Keiner Entscheidung bedarf es außerdem hinsichtlich der Frage, ob der Geschäftsbetrieb der Klägerin nach der am 27. Dezember 1995 erfolgten zivilrechtlichen Anteilsveräußerung im Sinne des § 8 Abs. 4 Satz 2 KStG n. F. in der folgezeit mit überwiegend neuem Betriebsvermögen fortgeführt wurde. Das Gericht würde insoweit zwar der Darstellung im Betriebsprüfungsbericht sowie in der Einspruchsentscheidung zuneigen.
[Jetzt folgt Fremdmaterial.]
use crate::{DynSvc, Key, Scope, Svc, WeakDynSvc};
use parking_lot::{Condvar, Mutex};
use std::{
    collections::HashMap,
    fmt::{Debug, Formatter},
    thread::{self, ThreadId},
};

/// Marks a service as being constructed. Threads other than the builder wait
/// on the slot until construction either publishes a value or fails.
pub(crate) struct BuildSlot {
    thread: ThreadId,
    done: Mutex<bool>,
    finished: Condvar,
}

impl BuildSlot {
    fn new() -> Self {
        BuildSlot {
            thread: thread::current().id(),
            done: Mutex::new(false),
            finished: Condvar::new(),
        }
    }

    /// Whether the slot was opened by the calling thread. A thread meeting
    /// its own slot is re-entering a construction that has not returned yet.
    pub fn is_owned_by_current_thread(&self) -> bool {
        self.thread == thread::current().id()
    }

    /// Blocks until the slot is finished.
    pub fn wait(&self) {
        let mut done = self.done.lock();
        while !*done {
            self.finished.wait(&mut done);
        }
    }

    /// Wakes every thread waiting on this slot.
    pub fn finish(&self) {
        *self.done.lock() = true;
        self.finished.notify_all();
    }
}

enum CacheEntry {
    Building(Svc<BuildSlot>),
    Ready(DynSvc),
    Weak(WeakDynSvc),
}

/// The state of a key in the cache.
pub(crate) enum CacheLookup {
    Ready(DynSvc),
    Building(Svc<BuildSlot>),
    Vacant,
}

/// Instances built from the definitions of one container.
#[derive(Default)]
pub(crate) struct ScopeCache {
    entries: HashMap<Key, CacheEntry>,
}

impl ScopeCache {
    /// Looks up a key, dropping weak entries whose instance is gone.
    pub fn lookup(&mut self, key: &Key) -> CacheLookup {
        let lookup = match self.entries.get(key) {
            None => return CacheLookup::Vacant,
            Some(CacheEntry::Ready(value)) => CacheLookup::Ready(value.clone()),
            Some(CacheEntry::Building(slot)) => {
                CacheLookup::Building(slot.clone())
            }
            Some(CacheEntry::Weak(value)) => match value.upgrade() {
                Some(value) => CacheLookup::Ready(value),
                None => CacheLookup::Vacant,
            },
        };

        if let CacheLookup::Vacant = lookup {
            self.entries.remove(key);
        }
        lookup
    }

    /// Gets a live instance for a key without touching building markers.
    pub fn ready(&self, key: &Key) -> Option<DynSvc> {
        match self.entries.get(key)? {
            CacheEntry::Ready(value) => Some(value.clone()),
            CacheEntry::Weak(value) => value.upgrade(),
            CacheEntry::Building(_) => None,
        }
    }

    /// Marks a key as being built by the calling thread.
    pub fn begin(&mut self, key: Key) -> Svc<BuildSlot> {
        let slot = Svc::new(BuildSlot::new());
        self.entries.insert(key, CacheEntry::Building(slot.clone()));
        slot
    }

    /// Replaces the building marker opened by `slot` with the built value,
    /// stored according to its scope. Stores nothing and returns `false`
    /// when the marker is gone, which happens when the definition was
    /// replaced or the container reset while the value was being built.
    pub fn publish(
        &mut self,
        key: Key,
        slot: &Svc<BuildSlot>,
        scope: Scope,
        value: &DynSvc,
    ) -> bool {
        if !self.is_marked_by(&key, slot) {
            return false;
        }

        match scope {
            Scope::Transient | Scope::ObjectGraph => {
                self.entries.remove(&key);
            }
            Scope::Shared => {
                self.entries.insert(key, CacheEntry::Ready(value.clone()));
            }
            Scope::WeakSingleton => {
                let value = Svc::downgrade(value);
                self.entries.insert(key, CacheEntry::Weak(value));
            }
        }
        true
    }

    /// Removes the building marker opened by `slot` after a failed
    /// construction.
    pub fn abandon(&mut self, key: &Key, slot: &Svc<BuildSlot>) {
        if self.is_marked_by(key, slot) {
            self.entries.remove(key);
        }
    }

    fn is_marked_by(&self, key: &Key, slot: &Svc<BuildSlot>) -> bool {
        matches!(
            self.entries.get(key),
            Some(CacheEntry::Building(marker)) if Svc::ptr_eq(marker, slot)
        )
    }

    /// Forgets whatever is stored for a key. A live instance is handed back
    /// so the caller can drop it once the container lock is released.
    pub fn remove(&mut self, key: &Key) -> Option<DynSvc> {
        match self.entries.remove(key)? {
            CacheEntry::Ready(value) => Some(value),
            CacheEntry::Weak(value) => value.upgrade(),
            CacheEntry::Building(_) => None,
        }
    }

    /// Removes a published value, but only if it is still the given
    /// instance.
    pub fn evict(&mut self, key: &Key, value: &DynSvc) {
        let target = Svc::as_ptr(value).cast::<()>();
        let matches = match self.entries.get(key) {
            Some(CacheEntry::Ready(cached)) => {
                Svc::as_ptr(cached).cast::<()>() == target
            }
            Some(CacheEntry::Weak(cached)) => {
                cached.as_ptr().cast::<()>() == target
            }
            _ => false,
        };
        if matches {
            self.entries.remove(key);
        }
    }
}

impl Debug for ScopeCache {
    fn fmt(&self, f: &mut Formatter<'_>) -> std::fmt::Result {
        f.debug_map()
            .entries(self.entries.iter().map(|(key, entry)| {
                let state = match entry {
                    CacheEntry::Building(_) => "building",
                    CacheEntry::Ready(_) => "ready",
                    CacheEntry::Weak(value) if value.strong_count() > 0 => {
                        "ready (weak)"
                    }
                    CacheEntry::Weak(_) => "released",
                };
                (key, state)
            }))
            .finish()
    }
}

#[cfg(test)]
mod tests {
    use super::*;
    use crate::ServiceInfo;
    use std::time::Duration;

    fn key() -> Key {
        Key::new(ServiceInfo::of::<u8>(), None, Vec::new())
    }

    #[test]
    fn shared_values_stay_cached() {
        let mut cache = ScopeCache::default();
        let slot = cache.begin(key());
        assert!(matches!(cache.lookup(&key()), CacheLookup::Building(_)));

        let value: DynSvc = Svc::new(1_u8);
        assert!(cache.publish(key(), &slot, Scope::Shared, &value));
        slot.finish();
        drop(value);

        assert!(matches!(cache.lookup(&key()), CacheLookup::Ready(_)));
    }

    #[test]
    fn weak_values_are_dropped_once_released() {
        let mut cache = ScopeCache::default();
        let slot = cache.begin(key());

        let value: DynSvc = Svc::new(1_u8);
        cache.publish(key(), &slot, Scope::WeakSingleton, &value);
        assert!(cache.ready(&key()).is_some());

        drop(value);
        assert!(cache.ready(&key()).is_none());
        assert!(matches!(cache.lookup(&key()), CacheLookup::Vacant));
    }

    #[test]
    fn object_graph_values_are_not_kept() {
        let mut cache = ScopeCache::default();
        let slot = cache.begin(key());

        let value: DynSvc = Svc::new(1_u8);
        assert!(cache.publish(key(), &slot, Scope::ObjectGraph, &value));
        assert!(matches!(cache.lookup(&key()), CacheLookup::Vacant));
    }

    #[test]
    fn only_the_current_marker_publishes() {
        let mut cache = ScopeCache::default();
        let stale = cache.begin(key());
        assert!(cache.remove(&key()).is_none());
        let current = cache.begin(key());

        let value: DynSvc = Svc::new(1_u8);
        assert!(!cache.publish(key(), &stale, Scope::Shared, &value));
        cache.abandon(&key(), &stale);
        assert!(matches!(cache.lookup(&key()), CacheLookup::Building(_)));

        assert!(cache.publish(key(), &current, Scope::Shared, &value));
        assert!(cache.ready(&key()).is_some());
    }

    #[test]
    fn abandon_only_removes_building_markers() {
        let mut cache = ScopeCache::default();
        let slot = cache.begin(key());
        let value: DynSvc = Svc::new(1_u8);
        cache.publish(key(), &slot, Scope::Shared, &value);

        cache.abandon(&key(), &slot);
        assert!(cache.ready(&key()).is_some());

        let mut cache = ScopeCache::default();
        let slot = cache.begin(key());
        cache.abandon(&key(), &slot);
        assert!(matches!(cache.lookup(&key()), CacheLookup::Vacant));
    }

    #[test]
    fn remove_hands_back_live_instances() {
        let mut cache = ScopeCache::default();
        let slot = cache.begin(key());
        let value: DynSvc = Svc::new(1_u8);
        cache.publish(key(), &slot, Scope::Shared, &value);

        let removed = cache.remove(&key()).unwrap();
        assert!(Svc::ptr_eq(&value, &removed));
        assert!(cache.ready(&key()).is_none());
        assert!(cache.remove(&key()).is_none());
    }

    #[test]
    fn evict_ignores_other_instances() {
        let mut cache = ScopeCache::default();
        let slot = cache.begin(key());
        let value: DynSvc = Svc::new(1_u8);
        let other: DynSvc = Svc::new(1_u8);
        cache.publish(key(), &slot, Scope::Shared, &value);

        cache.evict(&key(), &other);
        assert!(cache.ready(&key()).is_some());

        cache.evict(&key(), &value);
        assert!(cache.ready(&key()).is_none());
    }

    #[test]
    fn waiters_are_released_when_the_slot_finishes() {
        let mut cache = ScopeCache::default();
        let slot = cache.begin(key());
        assert!(slot.is_owned_by_current_thread());

        let waiter = {
            let slot = slot.clone();
            std::thread::spawn(move || {
                assert!(!slot.is_owned_by_current_thread());
                slot.wait();
            })
        };

        std::thread::sleep(Duration::from_millis(20));
        slot.finish();
        waiter.join().unwrap();
    }
}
Allerdings unterliegt die Frage, worauf beim Begriff des Betriebsvermögens im Rahmen des § 8 Abs. 4 Satz 2 KStG abzustellen ist, insbesondere ob gleichermaßen das Anlage- wie auch das Umlaufvermögen zu betrachten, ferner ob allein das Aktivermögen in die Betrachtung einzubeziehen sind und ob auch Vorgänge, bei denen Aktive unter Fremdfinanzierung angeschafft worden sind, dem Begriff der Zuführung neuen Betriebsvermögens unterliegen, durchaus Zweifeln (vgl. insbesondere BFH-Beschluss in BFHE 197, 248, BStBl II 2002, 395). Hierauf kommt es jedoch bei der vom Gericht zugrunde gelegten Beurteilung, dass keine im Sinne des § 8 Abs. 4 KStG relevante Anteilsübertragung erfolgt ist, nicht an.
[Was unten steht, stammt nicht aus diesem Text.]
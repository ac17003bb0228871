use crate::{DynSvc, Service, ServiceInfo, Svc};
use std::fmt::{Debug, Formatter};

/// A single runtime argument: an erased value together with the type it was
/// passed as. The type is the argument's shape when matching definitions.
#[derive(Clone)]
pub struct Argument {
    service_info: ServiceInfo,
    value: DynSvc,
}

impl Argument {
    /// Creates an argument from a value.
    pub fn new<T: Service>(value: T) -> Self {
        Argument::from_svc(Svc::new(value))
    }

    /// Creates an argument from an existing service pointer. The pointer is
    /// passed on to the factory as-is, so factories receive the same
    /// instance.
    pub fn from_svc<T: Service>(value: Svc<T>) -> Self {
        Argument {
            service_info: ServiceInfo::of::<T>(),
            value,
        }
    }

    /// Creates an argument from an erased value and an explicit shape. The
    /// shape is not checked against the value until a factory downcasts it.
    #[must_use]
    pub fn from_dyn(service_info: ServiceInfo, value: DynSvc) -> Self {
        Argument {
            service_info,
            value,
        }
    }

    /// The shape of this argument.
    #[must_use]
    pub fn service_info(&self) -> ServiceInfo {
        self.service_info
    }

    /// The erased value of this argument.
    #[must_use]
    pub fn value(&self) -> &DynSvc {
        &self.value
    }

    pub(crate) fn into_value(self) -> DynSvc {
        self.value
    }
}

impl Debug for Argument {
    fn fmt(&self, f: &mut Formatter<'_>) -> std::fmt::Result {
        f.debug_tuple("Argument")
            .field(&self.service_info.name())
            .finish()
    }
}

/// An ordered list of runtime arguments passed to a resolve call.
///
/// ```
/// use graph_injector::{Arguments, ServiceInfo};
///
/// let args = Arguments::new().with(5_u32).with(String::from("five"));
/// assert_eq!(
///     vec![ServiceInfo::of::<u32>(), ServiceInfo::of::<String>()],
///     args.shapes()
/// );
/// ```
#[derive(Clone, Debug, Default)]
pub struct Arguments {
    args: Vec<Argument>,
}

impl Arguments {
    /// Creates an empty argument list.
    #[must_use]
    pub fn new() -> Self {
        Arguments::default()
    }

    /// Appends an argument.
    #[must_use]
    pub fn with<T: Service>(mut self, value: T) -> Self {
        self.push(Argument::new(value));
        self
    }

    /// Appends an argument that is already behind a service pointer.
    #[must_use]
    pub fn with_svc<T: Service>(mut self, value: Svc<T>) -> Self {
        self.push(Argument::from_svc(value));
        self
    }

    /// Appends an argument.
    pub fn push(&mut self, argument: Argument) {
        self.args.push(argument);
    }

    /// The shapes of the arguments, in order.
    #[must_use]
    pub fn shapes(&self) -> Vec<ServiceInfo> {
        self.args.iter().map(Argument::service_info).collect()
    }

    /// The number of arguments.
    #[must_use]
    pub fn len(&self) -> usize {
        self.args.len()
    }

    /// Whether no arguments were given.
    #[must_use]
    pub fn is_empty(&self) -> bool {
        self.args.is_empty()
    }

    /// Iterates over the arguments in order.
    pub fn iter(&self) -> std::slice::Iter<'_, Argument> {
        self.args.iter()
    }

    pub(crate) fn into_values(self) -> Vec<DynSvc> {
        self.args.into_iter().map(Argument::into_value).collect()
    }
}

impl FromIterator<Argument> for Arguments {
    fn from_iter<I: IntoIterator<Item = Argument>>(iter: I) -> Self {
        Arguments {
            args: iter.into_iter().collect(),
        }
    }
}

/// Conversion of a tuple of values into runtime [`Arguments`]. Implemented
/// for tuples of up to six services, matching the factory arities.
pub trait IntoArguments {
    /// Converts this value into arguments.
    fn into_arguments(self) -> Arguments;
}

impl IntoArguments for Arguments {
    fn into_arguments(self) -> Arguments {
        self
    }
}

macro_rules! impl_into_arguments {
    () => {
        impl_into_arguments!(@impl ());
    };
    ($first:ident $(, $rest:ident)*) => {
        impl_into_arguments!(@impl ($first $(, $rest)*));
        impl_into_arguments!($($rest),*);
    };
    (@impl ($($type_name:ident),*)) => {
        impl <$($type_name),*> IntoArguments for ($($type_name,)*)
        where
            $($type_name: Service,)*
        {
            #[allow(non_snake_case, unused_mut)]
            fn into_arguments(self) -> Arguments {
                let ($($type_name,)*) = self;
                let mut args = Arguments::new();
                $(args.push(Argument::new($type_name));)*
                args
            }
        }
    };
}

impl_into_arguments!(T0, T1, T2, T3, T4, T5);

#[cfg(test)]
mod tests {
    use super::*;

    #[test]
    fn tuples_keep_their_order() {
        let args = (1_u8, "two", 3_i64).into_arguments();
        assert_eq!(
            vec![
                ServiceInfo::of::<u8>(),
                ServiceInfo::of::<&'static str>(),
                ServiceInfo::of::<i64>(),
            ],
            args.shapes()
        );
    }

    #[test]
    fn shared_arguments_keep_identity() {
        let value = Svc::new(String::from("shared"));
        let args = Arguments::new().with_svc(value.clone());
        let passed = args.into_values().remove(0);
        let passed = passed.downcast::<String>().unwrap();
        assert!(Svc::ptr_eq(&value, &passed));
    }
}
Die Kostenentscheidung folgt aus § 135 Abs. 1 FGO.

Die Entscheidungen über die vorläufige Vollstreckbarkeit und die Abwendungsbefugnis des Beklagten folgen aus den §§ 151 Abs. 3, 155 FGO in Verbindung mit den §§ 708 Nr. 10, 711 Zivilprozessordnung - ZPO -. Die Entscheidung über die Hinzuziehung eines Bevollmächtigten im Vorverfahren ergeht gemäß § 139 Abs. 3 Satz 3 FGO.

Das Gericht hat die Revision gemäß § 115 Abs. 2 Nr. 1 und 2 FGO zugelassen, weil die Frage, ob die Umstrukturierung einer mittelbaren zu einer unmittelbaren Beteiligung an einer Kapitalgesellschaft dem Tatbestand des § 8 Abs. 4 KStG unterfällt, von grundsätzlicher Bedeutung ist und eine Entscheidung des BFH erfordert. Dies gilt auch im Hinblick darauf, dass die Entscheidung des Senats vom BFM-Erlass in BStBl I 1999, 455, Tz. 28 abweicht und höchstrichterliche Rechtsprechung zu der Frage nicht existiert.

Den Streitwert hat das Gericht gemäß den §§ 13, 25 Gerichtskostengesetz - GKG - festgesetzt.